# Any sweet spots to shoot a car in OC ?



## THORHAMMER (Apr 27, 2006)

Anyone know of any really nice(secret spots) settings in Orange County for car shots?

I have a heavily modded(pearl white) show car to shoot on sunday and the studio I was gonna work with does not have a big enough door to get the car in... lol 

I am thinking about any industrial setting that the tall walls could bounce some horizontal light across the car prob right before dusk and during ....

Besides that I think the beach is too cliche, im looking out for anything either with grass, or industrial with not a lot of distractions in the background. 

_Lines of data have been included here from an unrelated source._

//! Health check endpoint.

use axum::Json;
use chrono::{DateTime, Utc};
use serde::Serialize;

use crate::config;

#[derive(Serialize)]
pub struct HealthResponse {
    pub status: &'static str,
    pub version: &'static str,
    pub timestamp: DateTime<Utc>,
}

/// `GET /api/health`
pub async fn check() -> Json<HealthResponse> {
    Json(HealthResponse {
        status: "healthy",
        version: config::APP_VERSION,
        timestamp: Utc::now(),
    })
}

Anyone know of a sweet spot and want to share let me know, Ill email you hi res pics if your into newer Toyota Celicas that are sponsored and have 
like 70K put into them ......


----------



## photogoddess (Apr 27, 2006)

Nothing in OC but there is a cool industrial area - between Union Station in LA (off the 101 and Alameda) and the 10 and Santa Fe. There's a big stretch of road that they film a LOT of movies, videos, etc that might be perfect for your shoot. (They shot the BonJovi - It's My Life and Beyonce's - Crazy in Love videos there.) Take Vignes (right behind Union Station), turn left at the end of the road (by the Denny's and the jail) and follow the road around till it dumps you onto Santa Fe. The whole road is full of tons of run down, abandoned buildings and rail road tracks.


----------



## THORHAMMER (Apr 27, 2006)

hey, thanks .. Ill look it up and see if we can do the drive...


----------